My Photos is another one from the current zbot runs which try to drop cryptolocker, ransomware and loads of other malware on your computer. They are using email addresses and subjects that will entice a user to read the email and open the attachment. A very high proportion are being targeted at small and medium size businesses, with the hope of getting a better response than they do from consumers.

Almost all of these have a password stealing component, with the aim of stealing your email or FTP ( web space) log in credentials. Many of them are also designed to specifically steal your facebook and other social network log in details.

Please read our How to protect yourselves page for simple, sensible advice on how to avoid being infected by this sort of socially engineered malware.

Very simple email with content just saying Please find attached photos of my birthday party.

This one is particularly nasty and dangerous because it doesn’t give any outward signs of infection. It downloads an auto-configure script from which then attempts to send all traffic through a proxy server which then filters out UK banking traffic to another proxy where they can steal all your banking log on and account information. Each UK bank is sent to a different proxy where the sites are set up to intercept traffic to the genuine UK bank site.

That way, you think that you are on the genuine UK bank site and you actually are, but the proxy between you and the bank can read everything you type or do on the bank site. You have absolutely no idea that this is happening & you still get a padlock in the address bar to say that you are on a safe site

23 August 2014: My Photos.zip ( 8kb): Extracts to My Photos.exe Current Virus total detections: 10/50

All of these emails use Social engineering tricks to persuade you to open the attachments that come with the email.

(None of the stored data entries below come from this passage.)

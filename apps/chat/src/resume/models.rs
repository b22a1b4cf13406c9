use serde::{Deserialize, Serialize};

/// The structured resume the chat assistant is grounded in.
/// Built once from `resume.json` and never mutated afterwards.
#[derive(Debug, Clone, Serialize, Deserialize)]
#[serde(rename_all = "camelCase")]
pub struct ResumeDocument {
    #[serde(default)]
    pub meta: Option<Meta>,
    pub personal: PersonalInfo,
    #[serde(default)]
    pub summary: Vec<SummaryItem>,
    #[serde(default)]
    pub experience: Vec<ExperienceEntry>,
    #[serde(default)]
    pub skills: Vec<SkillGroup>,
    #[serde(default)]
    pub education: Vec<EducationEntry>,
    #[serde(default)]
    pub certifications: Vec<Certification>,
    #[serde(default)]
    pub publications: Vec<Publication>,
    #[serde(default)]
    pub stats: Vec<Stat>,
    #[serde(default)]
    pub beyond_work: Option<BeyondWork>,
}

#[derive(Debug, Clone, Serialize, Deserialize)]
#[serde(rename_all = "camelCase")]
pub struct Meta {
    pub generated_at: String,
    pub source: String,
}

#[derive(Debug, Clone, Serialize, Deserialize)]
#[serde(rename_all = "camelCase")]
pub struct PersonalInfo {
    pub name: String,
    pub title: String,
    #[serde(default)]
    pub tagline: Option<String>,
    #[serde(default)]
    pub location: Option<String>,
    pub email: String,
    #[serde(default)]
    pub phone: Option<String>,
    #[serde(default)]
    pub linkedin: Option<String>,
    #[serde(default)]
    pub github: Option<String>,
    #[serde(default)]
    pub resume_pdf: Option<String>,
}

#[derive(Debug, Clone, Serialize, Deserialize)]
pub struct SummaryItem {
    pub label: String,
    pub text: String,
}

/// A single role. Entries are listed most recent first.
#[derive(Debug, Clone, Serialize, Deserialize)]
#[serde(rename_all = "camelCase")]
pub struct ExperienceEntry {
    pub id: String,
    pub title: String,
    pub company: String,
    #[serde(default)]
    pub company_url: Option<String>,
    #[serde(default)]
    pub location: Option<String>,
    pub start_date: String,
    pub end_date: String,
    #[serde(default)]
    pub current: bool,
    #[serde(default)]
    pub level: Option<String>,
    #[serde(default)]
    pub summary: Option<String>,
    #[serde(default)]
    pub bullets: Vec<String>,
    #[serde(default)]
    pub tags: Vec<String>,
}

#[derive(Debug, Clone, Serialize, Deserialize)]
pub struct SkillGroup {
    pub category: String,
    #[serde(default)]
    pub items: Vec<String>,
}

#[derive(Debug, Clone, Serialize, Deserialize)]
pub struct EducationEntry {
    pub degree: String,
    pub school: String,
    #[serde(default)]
    pub location: Option<String>,
    pub year: String,
}

#[derive(Debug, Clone, Serialize, Deserialize)]
pub struct Certification {
    pub name: String,
    #[serde(default)]
    pub issuer: Option<String>,
    #[serde(default)]
    pub icon: Option<String>,
}

#[derive(Debug, Clone, Serialize, Deserialize)]
pub struct Publication {
    pub title: String,
    #[serde(default)]
    pub authors: Option<String>,
    #[serde(default)]
    pub journal: Option<String>,
    #[serde(default)]
    pub year: Option<u32>,
    #[serde(default)]
    pub url: Option<String>,
}

#[derive(Debug, Clone, Serialize, Deserialize)]
pub struct Stat {
    pub label: String,
    pub value: String,
}

#[derive(Debug, Clone, Default, Serialize, Deserialize)]
pub struct BeyondWork {
    #[serde(default)]
    pub paragraphs: Vec<String>,
}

Whether it is a message saying “look at this picture of me I took last night” and it appears to come from a friend or is more targeted at somebody who regularly is likely to receive PDF attachments or Word .doc attachments or any other common file that you use every day.

Be very careful when unzipping them and make sure you have “show known file extensions enabled“, And then look carefully at the unzipped file. If it says .EXE then it is a problem and should not be run or opened.